3ランで広がった4点のビハインドを、花巻東は最後まで取り返すことができなかった。
大谷は15奪三振と気を吐いたものの、花巻東は 3 - 5 で敗れると、甲子園への道を閉ざされた。
試合後、大谷は「あの3ランは、あそこまで飛ばされた僕がいけない。甘くなった球を見逃さなかった相手が上だったということです」と潔く語った。
チームのみんなが泣いた。
佐々木監督もショックのあまり、決勝戦後に寝込んでしまい、1週間も学校を休んだ。
敗戦の翌日、練習場にいたのは大谷だけだった。
ただ一人、黙々と練習をしていた。
主将の大沢は言う。
「翔平にとっては、まだ野球が終わったわけじゃなかったんです。
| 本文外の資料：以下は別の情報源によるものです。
use percent_encoding::{utf8_percent_encode, AsciiSet, NON_ALPHANUMERIC};
use serde::{Deserialize, Serialize};

pub const DEFAULT_MEMBERS_PATH: &str = "/ghost/#/members";

/// Characters a URI component leaves alone: `A-Z a-z 0-9 - _ . ! ~ * ' ( )`
const URI_COMPONENT: &AsciiSet = &NON_ALPHANUMERIC
    .remove(b'-')
    .remove(b'_')
    .remove(b'.')
    .remove(b'!')
    .remove(b'~')
    .remove(b'*')
    .remove(b'\'')
    .remove(b'(')
    .remove(b')');

/// Where generated links point
#[derive(Debug, Clone, Serialize, Deserialize, PartialEq, Eq)]
pub struct LinkSettings {
    /// Members screen the redemption filter is applied to
    pub members_path: String,
    /// Public homepage offers are redeemed on
    pub site_url: String,
}

impl Default for LinkSettings {
    fn default() -> Self {
        Self {
            members_path: DEFAULT_MEMBERS_PATH.to_string(),
            site_url: "/".to_string(),
        }
    }
}

impl LinkSettings {
    pub fn redemption_filter_link(&self, offer_id: &str) -> String {
        let filter = format!("offer_redemptions:[{}]", offer_id);
        format!(
            "{}?filter={}",
            self.members_path,
            utf8_percent_encode(&filter, URI_COMPONENT)
        )
    }

    pub fn share_link(&self, code: &str) -> String {
        offer_share_link(&self.site_url, code)
    }
}

/// Members list filtered to those who redeemed the offer
pub fn redemption_filter_link(offer_id: &str) -> String {
    LinkSettings::default().redemption_filter_link(offer_id)
}

/// Public link that applies the offer code on the homepage
pub fn offer_share_link(site_url: &str, code: &str) -> String {
    if site_url.ends_with('/') {
        format!("{}{}", site_url, code)
    } else {
        format!("{}/{}", site_url, code)
    }
}
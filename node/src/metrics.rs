//! # Prometheus Metrics
//!
//! Exposes operational metrics for the consensus node. Scraped by Prometheus
//! at the `/metrics` HTTP endpoint.
//!
//! All metrics are registered in a dedicated [`prometheus::Registry`] so they
//! do not collide with any default global registry consumers. [`NodeMetrics`]
//! also implements [`consensus_core::consensus::interfaces::Metrics`], the
//! capability trait the engine is built against — the core crate never
//! depends on `prometheus` directly, only this binary's concrete adapter.

use std::time::Duration;

use axum::http::StatusCode;
use axum::response::IntoResponse;
use consensus_core::consensus::interfaces::Metrics;
use prometheus::{
    Encoder, HistogramOpts, HistogramVec, IntCounter, IntGauge, Registry, TextEncoder,
};
use std::sync::Arc;

/// Holds all Prometheus metric handles for the node.
///
/// Clone-friendly (wraps `Arc` internally via prometheus handles) so it can
/// be shared across request handlers and the consensus runtime.
#[derive(Clone)]
pub struct NodeMetrics {
    /// Prometheus registry that owns all metrics below.
    registry: Registry,
    /// Total number of poll rounds issued.
    pub polls_started_total: IntCounter,
    /// Total number of poll rounds that reached quorum at some decision
    /// point and updated the chain.
    pub polls_successful_total: IntCounter,
    /// Total number of poll rounds that collected no chits (empty bag,
    /// network error, or timeout).
    pub polls_failed_total: IntCounter,
    /// Per-stage pipeline duration, labeled by stage name (`sample`,
    /// `send`, `tally`, `record_poll`, ...).
    pub stage_duration_seconds: HistogramVec,
    /// Height of the chain's last accepted block.
    pub last_accepted_height: IntGauge,
    /// Number of blocks currently in `Processing`.
    pub processing_blocks: IntGauge,
    /// Number of blocks flagged stalled by the last health check.
    pub stalled_blocks: IntGauge,
    /// 1 if the engine is in `NormalOp`, 0 otherwise.
    pub bootstrapped: IntGauge,
}

impl NodeMetrics {
    /// Creates and registers all metrics. Call once at startup.
    pub fn new() -> Self {
        let registry = Registry::new_custom(Some("consensus".into()), None)
            .expect("failed to create prometheus registry");

        let polls_started_total =
            IntCounter::new("polls_started_total", "Total number of poll rounds issued")
                .expect("metric creation");
        registry
            .register(Box::new(polls_started_total.clone()))
            .expect("metric registration");

        let polls_successful_total = IntCounter::new(
            "polls_successful_total",
            "Total number of poll rounds that updated the chain",
        )
        .expect("metric creation");
        registry
            .register(Box::new(polls_successful_total.clone()))
            .expect("metric registration");

        let polls_failed_total = IntCounter::new(
            "polls_failed_total",
            "Total number of poll rounds with no usable chits",
        )
        .expect("metric creation");
        registry
            .register(Box::new(polls_failed_total.clone()))
            .expect("metric registration");

        let stage_duration_seconds = HistogramVec::new(
            HistogramOpts::new(
                "stage_duration_seconds",
                "Duration of a named engine pipeline stage",
            )
            .buckets(vec![
                0.0001, 0.0005, 0.001, 0.005, 0.01, 0.05, 0.1, 0.5, 1.0,
            ]),
            &["stage"],
        )
        .expect("metric creation");
        registry
            .register(Box::new(stage_duration_seconds.clone()))
            .expect("metric registration");

        let last_accepted_height = IntGauge::new(
            "last_accepted_height",
            "Height of the chain's last accepted block",
        )
        .expect("metric creation");
        registry
            .register(Box::new(last_accepted_height.clone()))
            .expect("metric registration");

        let processing_blocks = IntGauge::new(
            "processing_blocks",
            "Number of blocks currently in Processing",
        )
        .expect("metric creation");
        registry
            .register(Box::new(processing_blocks.clone()))
            .expect("metric registration");

        let stalled_blocks = IntGauge::new(
            "stalled_blocks",
            "Number of blocks flagged stalled by the last health check",
        )
        .expect("metric creation");
        registry
            .register(Box::new(stalled_blocks.clone()))
            .expect("metric registration");

        let bootstrapped = IntGauge::new(
            "bootstrapped",
            "1 if the engine has left the bootstrap phase, 0 otherwise",
        )
        .expect("metric creation");
        registry
            .register(Box::new(bootstrapped.clone()))
            .expect("metric registration");

        Self {
            registry,
            polls_started_total,
            polls_successful_total,
            polls_failed_total,
            stage_duration_seconds,
            last_accepted_height,
            processing_blocks,
            stalled_blocks,
            bootstrapped,
        }
    }

    /// Encodes all registered metrics into the Prometheus text exposition format.
    pub fn encode(&self) -> Result<String, prometheus::Error> {
        let encoder = TextEncoder::new();
        let metric_families = self.registry.gather();
        let mut buffer = Vec::new();
        encoder.encode(&metric_families, &mut buffer)?;
        Ok(String::from_utf8(buffer).expect("prometheus output is valid utf-8"))
    }
}

impl Default for NodeMetrics {
    fn default() -> Self {
        Self::new()
    }
}

/// Adapts [`NodeMetrics`] to the engine's synchronous [`Metrics`] capability.
impl Metrics for NodeMetrics {
    fn record_poll_started(&self) {
        self.polls_started_total.inc();
    }

    fn record_poll_successful(&self) {
        self.polls_successful_total.inc();
    }

    fn record_poll_failed(&self) {
        self.polls_failed_total.inc();
    }

    fn observe_stage_duration(&self, stage: &str, duration: Duration) {
        self.stage_duration_seconds
            .with_label_values(&[stage])
            .observe(duration.as_secs_f64());
    }
}

/// Shared metrics state passed to axum handlers and the consensus runtime.
pub type SharedMetrics = Arc<NodeMetrics>;

/// Axum handler that renders `/metrics` in Prometheus text format.
///
/// Returns HTTP 500 if encoding fails (should never happen in practice).
pub async fn metrics_handler(
    axum::extract::State(metrics): axum::extract::State<SharedMetrics>,
) -> impl IntoResponse {
    match metrics.encode() {
        Ok(body) => (
            StatusCode::OK,
            [("content-type", "text/plain; version=0.0.4; charset=utf-8")],
            body,
        )
            .into_response(),
        Err(e) => {
            tracing::error!("failed to encode metrics: {}", e);
            (StatusCode::INTERNAL_SERVER_ERROR, "metrics encoding failed").into_response()
        }
    }
}
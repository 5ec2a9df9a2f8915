//! Shared confidence-vector bookkeeping used by [`super::monadic::Monadic`]
//! and [`super::dyadic::Dyadic`] (and, through the latter, embedded in
//! [`super::polyadic::Polyadic`]'s threshold machine).
//!
//! `confidence[i]` must stay monotonically non-increasing in `i`: once the
//! quorum for condition `i` fails, every confidence counter from `i`
//! onward is cleared in the same step. That invariant is enforced here,
//! once, instead of being re-derived in three call sites.

use crate::consensus::params::TerminationCondition;

#[derive(Debug, Clone, PartialEq, Eq)]
pub struct ConfidenceVector {
    conditions: Vec<TerminationCondition>,
    counts: Vec<u32>,
    finalized: bool,
}

impl ConfidenceVector {
    pub fn new(conditions: Vec<TerminationCondition>) -> Self {
        let len = conditions.len();
        Self {
            conditions,
            counts: vec![0; len],
            finalized: false,
        }
    }

    pub fn finalized(&self) -> bool {
        self.finalized
    }

    pub fn counts(&self) -> &[u32] {
        &self.counts
    }

    /// Clear every confidence counter. Used both for an unsuccessful poll
    /// and for a preference switch.
    pub fn clear(&mut self) {
        if self.finalized {
            return;
        }
        for c in &mut self.counts {
            *c = 0;
        }
    }

    /// Apply a successful poll's tally. Walks conditions in ascending
    /// `alpha_conf` order: for each index whose quorum is met, increments
    /// confidence and checks for finalization; at the first index whose
    /// quorum is *not* met, clears that index and everything after it,
    /// then stops. Returns `true` if this call finalized the machine.
    ///
    /// No-op (returns `false`) if already finalized.
    pub fn record_successful(&mut self, count: u32) -> bool {
        if self.finalized {
            return false;
        }
        for i in 0..self.conditions.len() {
            let cond = self.conditions[i];
            if count >= cond.alpha_conf {
                self.counts[i] += 1;
                if self.counts[i] >= cond.beta {
                    self.finalized = true;
                    return true;
                }
            } else {
                for c in &mut self.counts[i..] {
                    *c = 0;
                }
                break;
            }
        }
        false
    }
}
あいつは常に上を目指していたから、決勝の翌日も自然と身体が動いたんじゃないですか」
捕手の佐々木は、大谷がメジャーリーグの使用球を投げていたことに気がついた。アメリカで使用されるその球は、日本製よりも大きく、表面がツルツルと滑りやすい。それでも、大谷はいつも通り平然と、真っ直ぐや変化球を投げていた。
「あぁ、翔平はアメリカへ行くんだな」
佐々木はそう思った。
卒業後、ドラフト1位で日本ハムに入団した大谷翔平。
今年(2014)のオールスターゲームでは、「162km」という日本人最速の記録に達した。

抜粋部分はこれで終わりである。